American rear admiral (1845–1916)

Rear Admiral Asa Walker (1845–1916) was a career officer in the United States Navy in the late nineteenth and early twentieth centuries. He commanded the gunboat USS Concord (PG-3) at the Battle of Manila Bay and served as superintendent of the United States Naval Observatory.

==Biography==
Walker was born in Portsmouth, New Hampshire, on November 13, 1845. He entered the United States Naval Academy at Annapolis, Maryland, on November 21, 1862, and graduated on June 6, 1866.

After graduating he served more than a year on the USS Sacramento, from which he was assigned to the Portsmouth Navy Yard as an ordnance officer. In 1868 he went to the Pacific station, where he served three years, doing duty on the Rosana, Lackawanna, Saranac, and Jamestown. While in these assignments Walker was commissioned an ensign on March 12, 1868; a master on March 26, 1869; and a lieutenant on March 21, 1870.

From 1871 to 1872 he received torpedo training. The following year he performed special duties on the Powhatan. Late in 1873 he returned to the Naval Academy, where he was posted until 1876, when he was sent to the South Atlantic station, serving on the Essex for three years. Between 1879 and 1883 he was assigned to the Naval Academy. From that time until 1886 he remained at the Asiatic station, serving on the Trenton and Monocacy.

On December 12, 1884, while on the Trenton, he was promoted to the rank of lieutenant commander. From 1886 to August 1890 he again served at the Naval Academy. He was then placed on waiting orders until October 1891, when he was attached to the monitor Miantonomah. Two years later he was given commanded of the Bancroft, from March to July 1893. From that time until 1897 he was on duty at the Naval Academy.

In April 1894, he was commissioned a commander, and from May 1897 to May 1899, had command of the gunboat USS Concord. He commanded the Concord at the Battle of Manila Bay on May 1, 1898. For meritorious services during the battle he was advanced nine numbers in grade.

From August 1899 to October 1900, he was stationed at the Naval War College in Newport, Rhode Island. While there, on September 9, 1899, he was promoted to captain. In October 1900, he became a member of the Navy Examining Board in Washington, D.C., and served until 1901 when he assumed command of the cruiser .

From March to April 1904, he was a member of the Navy General Board under Admiral of the Navy George Dewey, his commander at the Battle of Manila Bay. He then assumed command of the receiving ship Wabash at the Boston Navy Yard.

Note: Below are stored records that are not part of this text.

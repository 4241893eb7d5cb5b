use clap::Parser;
use dbg_core::{DebugError, Debugger, EventSink, NativeBackend};
use tracing::{error, info};

/// Minimal smoke-test binary for `dbg-core`. Not an interactive shell: it
/// attaches to (or launches) one target, reports any breakpoint it's told
/// to set, resumes once, and detaches.
#[derive(Parser)]
#[command(name = "dbg-cli", about = "Attach to or launch a target and run one scripted session")]
struct Args {
    /// Attach to an already-running process by PID.
    #[arg(long, conflicts_with = "command")]
    pid: Option<u32>,

    /// Set a software breakpoint at this address (hex, e.g. 0x401020)
    /// before resuming.
    #[arg(long, value_parser = parse_hex_addr)]
    breakpoint: Option<u64>,

    /// Launch this command instead of attaching by PID.
    #[arg(trailing_var_arg = true)]
    command: Vec<String>,
}

fn parse_hex_addr(s: &str) -> Result<u64, String> {
    let trimmed = s.trim_start_matches("0x").trim_start_matches("0X");
    u64::from_str_radix(trimmed, 16).map_err(|e| e.to_string())
}

struct LoggingSink;

impl EventSink for LoggingSink {
    fn on_message(&mut self, message: &str) -> Result<(), DebugError> {
        info!(message, "message");
        Ok(())
    }

    fn on_process_exited(&mut self, status: Option<i32>) -> Result<(), DebugError> {
        match status {
            Some(code) => info!(code, "process exited"),
            None => info!("process terminated by signal"),
        }
        Ok(())
    }

    fn on_signal(&mut self, signal: i32) -> Result<(), DebugError> {
        info!(signal, "stopped by signal");
        Ok(())
    }

    fn on_module_probed(&mut self, base_addr: u64, path: Option<&str>) -> Result<(), DebugError> {
        info!(base_addr = format!("{base_addr:#x}"), path, "module probed");
        Ok(())
    }
}

fn main() {
    tracing_subscriber::fmt()
        .with_env_filter(tracing_subscriber::EnvFilter::from_default_env())
        .init();

    let args = Args::parse();
    if let Err(err) = run(args) {
        error!(%err, "session failed");
        std::process::exit(1);
    }
}

fn run(args: Args) -> Result<(), DebugError> {
    let mut sink = LoggingSink;

    let mut dbg: Debugger<NativeBackend> = match (args.pid, args.command.is_empty()) {
        (Some(pid), _) => Debugger::attach(pid, &mut sink)?,
        (None, false) => Debugger::create(&args.command, &mut sink)?,
        (None, true) => {
            return Err(DebugError::InvalidArgument(
                "either --pid <n> or a trailing command is required".into(),
            ))
        }
    };

    if let Some(addr) = args.breakpoint {
        let index = dbg.set_breakpoint(addr)?;
        info!(addr = format!("{addr:#x}"), index, "breakpoint set");
    }

    dbg.go(&mut sink)?;

    if dbg.is_attached() {
        if let Some(index) = dbg.current_breakpoint_index()? {
            info!(index, pc = format!("{:#x}", dbg.pc()?), "stopped at breakpoint");
        }

        // The target may have already exited during `go`; detaching from a
        // gone process is a harmless no-op failure here, not a session
        // error, so it's reported through the same channel an embedder
        // uses for any other user-visible message.
        if let Err(err) = dbg.detach() {
            sink.on_message(&err.to_string())?;
        }
    }

    Ok(())
}
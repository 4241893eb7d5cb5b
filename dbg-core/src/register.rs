/*
    allocscope  -  a memory tracking tool
    Copyright (C) 2023  Matt Kimball

    This program is free software: you can redistribute it and/or modify it
    under the terms of the GNU General Public License as published by the
    Free Software Foundation, either version 3 of the License, or (at your
    option) any later version.

    This program is distributed in the hope that it will be useful, but
    WITHOUT ANY WARRANTY; without even the implied warranty of MERCHANTABILITY
    or FITNESS FOR A PARTICULAR PURPOSE. See the GNU General Public License
    for more details.

    You should have received a copy of the GNU General Public License along
    with this program. If not, see <https://www.gnu.org/licenses/>.
*/

use std::fmt;

/// The dense, stable register catalog shared by every backend. Indices into
/// this enum are the "register index" of the external interface; each
/// backend maps a `Register` to a concrete field in its OS register struct.
#[derive(Debug, Clone, Copy, PartialEq, Eq)]
#[repr(usize)]
pub enum Register {
    Ax = 0,
    Bx,
    Cx,
    Dx,
    Si,
    Di,
    Sp,
    Bp,
    Ip,
    Flags,
    R8,
    R9,
    R10,
    R11,
    R12,
    R13,
    R14,
    R15,
}

struct RegisterInfo {
    register: Register,
    name: &'static str,
    size: usize,
}

// Register-catalog table, built once, looked up by index or name. This is
// the table the source's `DBG_EVAL_REGISTER` macro expansion stands in for.
const REGISTERS: &[RegisterInfo] = &[
    RegisterInfo { register: Register::Ax, name: "rax", size: 8 },
    RegisterInfo { register: Register::Bx, name: "rbx", size: 8 },
    RegisterInfo { register: Register::Cx, name: "rcx", size: 8 },
    RegisterInfo { register: Register::Dx, name: "rdx", size: 8 },
    RegisterInfo { register: Register::Si, name: "rsi", size: 8 },
    RegisterInfo { register: Register::Di, name: "rdi", size: 8 },
    RegisterInfo { register: Register::Sp, name: "rsp", size: 8 },
    RegisterInfo { register: Register::Bp, name: "rbp", size: 8 },
    RegisterInfo { register: Register::Ip, name: "rip", size: 8 },
    RegisterInfo { register: Register::Flags, name: "rflags", size: 8 },
    RegisterInfo { register: Register::R8, name: "r8", size: 8 },
    RegisterInfo { register: Register::R9, name: "r9", size: 8 },
    RegisterInfo { register: Register::R10, name: "r10", size: 8 },
    RegisterInfo { register: Register::R11, name: "r11", size: 8 },
    RegisterInfo { register: Register::R12, name: "r12", size: 8 },
    RegisterInfo { register: Register::R13, name: "r13", size: 8 },
    RegisterInfo { register: Register::R14, name: "r14", size: 8 },
    RegisterInfo { register: Register::R15, name: "r15", size: 8 },
];

/// `DBG_REGISTER_COUNT` on 64-bit: 10 general registers plus R8..R15.
pub const REGISTER_COUNT: usize = REGISTERS.len();

impl Register {
    pub fn from_index(index: usize) -> Option<Register> {
        REGISTERS.get(index).map(|info| info.register)
    }

    pub fn index(self) -> usize {
        self as usize
    }

    pub fn name(self) -> &'static str {
        REGISTERS[self.index()].name
    }

    pub fn size(self) -> usize {
        REGISTERS[self.index()].size
    }

    /// Name lookup is case-sensitive and exact.
    pub fn by_name(name: &str) -> Option<Register> {
        REGISTERS
            .iter()
            .find(|info| info.name == name)
            .map(|info| info.register)
    }
}

impl fmt::Display for Register {
    fn fmt(&self, f: &mut fmt::Formatter) -> fmt::Result {
        write!(f, "{}", self.name())
    }
}

#[cfg(test)]
mod tests {
    use super::*;

    #[test]
    fn catalog_round_trips_by_name() {
        for index in 0..REGISTER_COUNT {
            let register = Register::from_index(index).unwrap();
            assert_eq!(Register::by_name(register.name()), Some(register));
        }
    }

    #[test]
    fn name_lookup_is_case_sensitive() {
        assert_eq!(Register::by_name("RAX"), None);
        assert_eq!(Register::by_name("rax"), Some(Register::Ax));
    }

    #[test]
    fn unknown_name_is_none() {
        assert_eq!(Register::by_name("not-a-register"), None);
    }
}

He was promoted to rear admiral on January 7, 1906, and on February 28, 1906, he was appointed superintendent of the United States Naval Observatory in Washington, D.C. He held this assignment until he was retired after having reached the mandatory retirement age of 62 on November 13, 1907.

In retirement he lived in Annapolis, Maryland, where he died on March 7, 1916, at the age of 70. He is buried in the United States Naval Academy Cemetery.